[Collected data entries]
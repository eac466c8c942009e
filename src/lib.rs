//! # Desk Assist
//!
//! Core of a desktop LLM assistant: a function-calling conversation engine
//! over an unreliable completion API, a retrieval index that grounds answers
//! in local files or crawled web pages, and adapters for speech and image
//! input.
//!
//! ## Architecture
//!
//! ```text
//!                 ┌──────────────┐
//!   prompt ──────▶│  Assistant   │──────▶ response, status, image
//!                 └──┬────┬───┬──┘
//!                    │    │   │
//!          ┌─────────┘    │   └───────────┐
//!          ▼              ▼               ▼
//!   ┌─────────────┐ ┌────────────┐ ┌──────────────┐
//!   │ Retrieval   │ │Conversation│ │  Function    │
//!   │ index       │ │  engine    │ │  catalog     │
//!   │ (SQLite)    │ └─────┬──────┘ └──────────────┘
//!   └──────┬──────┘       │
//!          └──────┬───────┘
//!                 ▼
//!          ┌─────────────┐
//!          │   Gateway   │  retry, backoff, timeouts, shape checks
//!          └─────────────┘
//! ```
//!
//! ## Quick Start
//!
//! ```bash
//! assist init                           # create the index store
//! assist ingest "./docs/**/*.md"        # load local documents
//! assist ingest --url example.com/docs  # crawl a site
//! assist ask "what is in the docs?" --context
//! assist ask "show bar chart of 3 2 1" --functions --image-out chart.png
//! ```
//!
//! ## Modules
//!
//! | Module | Purpose |
//! |--------|---------|
//! | [`assistant`] | Composition root used by front ends |
//! | [`config`] | TOML configuration parsing |
//! | [`gateway`] | Retry policy and response classification |
//! | [`openai`] | HTTP client for the completion API |
//! | [`conversation`] | Turn state machine |
//! | [`functions`] | Function catalog, reconciliation, dispatch |
//! | [`chart`] | PNG chart rendering |
//! | [`index`] | Retrieval index manager |
//! | [`connector_fs`] | Folder scanning and loading |
//! | [`connector_web`] | Web crawling and text extraction |
//! | [`chunk`] | Passage splitting |
//! | [`embedding`] | Embedding providers and vector math |
//! | [`ingest`] | Index write path |
//! | [`search`] | Index read path |
//! | [`db`] | Database connection |
//! | [`migrate`] | Schema migrations |
//! | [`speech`] | Speech capture and playback |
//! | [`vision`] | Zero-shot image classification |

pub mod assistant;
pub mod chart;
pub mod chunk;
pub mod config;
pub mod connector_fs;
pub mod connector_web;
pub mod conversation;
pub mod db;
pub mod embedding;
pub mod error;
pub mod functions;
pub mod gateway;
pub mod index;
pub mod ingest;
pub mod migrate;
pub mod models;
pub mod openai;
pub mod search;
pub mod speech;
pub mod traits;
pub mod vision;
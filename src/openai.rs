//! HTTP client for the OpenAI-compatible completion API.
//!
//! All calls go through [`gateway::invoke`], so each one is retried on
//! transient failures and bounded by its own timeout. The client implements
//! [`ChatBackend`] and [`ImageGenerator`] for the rest of the crate.

use std::time::Duration;

use anyhow::Context;
use async_trait::async_trait;
use base64::Engine;
use serde_json::{json, Value};

use crate::config::Config;
use crate::error::GatewayError;
use crate::gateway::{self, RetryPolicy};
use crate::models::{ChatReply, ChatRequest, Message, Role};
use crate::traits::{ChatBackend, ImageGenerator};

#[derive(Debug, Clone, Copy, PartialEq, Eq)]
pub enum ImageEncoding {
    Base64,
    Url,
}

impl ImageEncoding {
    fn response_format(self) -> &'static str {
        match self {
            Self::Base64 => "b64_json",
            Self::Url => "url",
        }
    }
}

#[derive(Debug, Clone)]
pub struct OpenAiClient {
    http: reqwest::Client,
    base_url: String,
    api_key: String,
    organization: Option<String>,
    policy: RetryPolicy,
    timeout: Duration,
    image_size: String,
    image_encoding: ImageEncoding,
}

impl OpenAiClient {
    /// Build a client from configuration, reading the key from the
    /// configured environment variable.
    pub fn from_config(config: &Config) -> anyhow::Result<Self> {
        let api_key = std::env::var(&config.api.api_key_env)
            .with_context(|| format!("{} not set", config.api.api_key_env))?;
        let organization = std::env::var(&config.api.organization_env)
            .ok()
            .filter(|s| !s.is_empty());

        let mut client = Self::new(
            &config.api.base_url,
            &api_key,
            RetryPolicy::from_config(&config.retry),
            config.chat.timeout(),
        )?;
        client.organization = organization;
        client.image_size = config.images.size.clone();
        client.image_encoding = match config.images.encoding.as_str() {
            "url" => ImageEncoding::Url,
            _ => ImageEncoding::Base64,
        };
        Ok(client)
    }

    pub fn new(
        base_url: &str,
        api_key: &str,
        policy: RetryPolicy,
        timeout: Duration,
    ) -> anyhow::Result<Self> {
        let http = reqwest::Client::builder()
            .build()
            .context("Failed to build HTTP client")?;
        Ok(Self {
            http,
            base_url: base_url.trim_end_matches('/').to_string(),
            api_key: api_key.to_string(),
            organization: None,
            policy,
            timeout,
            image_size: "512x512".to_string(),
            image_encoding: ImageEncoding::Base64,
        })
    }

    pub fn with_image_encoding(mut self, encoding: ImageEncoding) -> Self {
        self.image_encoding = encoding;
        self
    }

    fn request(&self, method: reqwest::Method, path: &str, timeout: Duration) -> reqwest::RequestBuilder {
        let mut builder = self
            .http
            .request(method, format!("{}{}", self.base_url, path))
            .bearer_auth(&self.api_key)
            .timeout(timeout);
        if let Some(org) = &self.organization {
            builder = builder.header("OpenAI-Organization", org);
        }
        builder
    }

    async fn post(&self, operation: &str, path: &str, body: &Value, timeout: Duration) -> Result<Value, GatewayError> {
        gateway::invoke(&self.policy, operation, |_| {
            gateway::send_json(self.request(reqwest::Method::POST, path, timeout).json(body))
        })
        .await
    }

    /// Ids of the models available to this key.
    pub async fn list_models(&self) -> Result<Vec<String>, GatewayError> {
        let json = gateway::invoke(&self.policy, "models", |_| {
            gateway::send_json(self.request(reqwest::Method::GET, "/models", self.timeout))
        })
        .await?;

        let data = json
            .get("data")
            .and_then(|d| d.as_array())
            .ok_or_else(|| GatewayError::InvalidResponse("Invalid response: missing 'data'".into()))?;
        let mut ids: Vec<String> = data
            .iter()
            .filter_map(|m| m.get("id").and_then(|id| id.as_str()).map(String::from))
            .collect();
        ids.sort();
        Ok(ids)
    }

    /// Embed a batch of texts. Returns one vector per input, in order, and
    /// the tokens consumed.
    pub async fn embeddings(
        &self,
        model: &str,
        texts: &[String],
        timeout: Duration,
    ) -> Result<(Vec<Vec<f32>>, u64), GatewayError> {
        let body = json!({ "model": model, "input": texts });
        let json = self.post("embeddings", "/embeddings", &body, timeout).await?;
        let vectors = parse_embedding_response(&json, texts.len())?;
        Ok((vectors, total_tokens(&json)))
    }

    /// Generate one image. Returns the base64 payload or the image URL,
    /// depending on the configured encoding; empty when nothing was produced.
    pub async fn create_image(&self, prompt: &str) -> Result<String, GatewayError> {
        let body = json!({
            "prompt": prompt,
            "n": 1,
            "size": self.image_size,
            "response_format": self.image_encoding.response_format(),
        });
        let json = self
            .post("images", "/images/generations", &body, self.timeout)
            .await?;

        let key = self.image_encoding.response_format();
        Ok(json
            .get("data")
            .and_then(|d| d.as_array())
            .and_then(|d| d.first())
            .and_then(|item| item.get(key))
            .and_then(|v| v.as_str())
            .unwrap_or_default()
            .to_string())
    }
}

#[async_trait]
impl ChatBackend for OpenAiClient {
    async fn chat(&self, request: &ChatRequest) -> Result<ChatReply, GatewayError> {
        let body = serde_json::to_value(request)
            .map_err(|e| GatewayError::InvalidRequest(e.to_string()))?;
        let json = self
            .post("chat", "/chat/completions", &body, self.timeout)
            .await?;
        parse_chat_response(&json)
    }
}

#[async_trait]
impl ImageGenerator for OpenAiClient {
    async fn generate(&self, description: &str) -> Result<Vec<u8>, GatewayError> {
        let payload = self.create_image(description).await?;
        if payload.is_empty() {
            return Ok(Vec::new());
        }
        match self.image_encoding {
            ImageEncoding::Base64 => base64::engine::general_purpose::STANDARD
                .decode(payload.as_bytes())
                .map_err(|e| GatewayError::InvalidResponse(format!("Invalid image payload: {e}"))),
            ImageEncoding::Url => {
                gateway::invoke(&self.policy, "image download", |_| {
                    gateway::send_bytes(self.http.get(&payload).timeout(self.timeout))
                })
                .await
            }
        }
    }
}

/// Validate the shape of a chat-completion reply.
pub fn parse_chat_response(json: &Value) -> Result<ChatReply, GatewayError> {
    let choice = json
        .get("choices")
        .and_then(|c| c.as_array())
        .and_then(|c| c.first())
        .ok_or_else(|| GatewayError::InvalidResponse("Invalid response".into()))?;

    let raw_message = choice
        .get("message")
        .filter(|m| m.is_object())
        .ok_or_else(|| GatewayError::InvalidResponse("Invalid message".into()))?;

    let mut message: Message = serde_json::from_value(raw_message.clone())
        .map_err(|e| GatewayError::InvalidResponse(format!("Invalid message: {e}")))?;
    message.role = Role::Assistant;

    Ok(ChatReply {
        message,
        tokens_used: total_tokens(json),
    })
}

fn total_tokens(json: &Value) -> u64 {
    json.get("usage")
        .and_then(|u| u.get("total_tokens"))
        .and_then(|t| t.as_u64())
        .unwrap_or(0)
}

/// Parse an embeddings reply, checking one vector per input.
pub fn parse_embedding_response(json: &Value, expected: usize) -> Result<Vec<Vec<f32>>, GatewayError> {
    let data = json
        .get("data")
        .and_then(|d| d.as_array())
        .ok_or_else(|| GatewayError::InvalidResponse("Invalid response: missing 'data'".into()))?;

    let mut indexed: Vec<(usize, Vec<f32>)> = Vec::with_capacity(data.len());
    for (position, item) in data.iter().enumerate() {
        let index = item
            .get("index")
            .and_then(|i| i.as_u64())
            .map(|i| i as usize)
            .unwrap_or(position);
        let vector = item
            .get("embedding")
            .and_then(|e| e.as_array())
            .ok_or_else(|| GatewayError::InvalidResponse("Invalid response: missing 'embedding'".into()))?
            .iter()
            .map(|v| v.as_f64().unwrap_or(0.0) as f32)
            .collect();
        indexed.push((index, vector));
    }

    if indexed.len() != expected {
        return Err(GatewayError::InvalidResponse(format!(
            "Invalid response: expected {} embeddings, got {}",
            expected,
            indexed.len()
        )));
    }

    indexed.sort_by_key(|(i, _)| *i);
    Ok(indexed.into_iter().map(|(_, v)| v).collect())
}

* _DIRECTIONS FOR THIS TASK_
Where does the word "images" appear in the records above? Return every line that holds it.

* _ANSWER SECTION_
        client.image_size = config.images.size.clone();
        client.image_encoding = match config.images.encoding.as_str() {
            .post("images", "/images/generations", &body, self.timeout)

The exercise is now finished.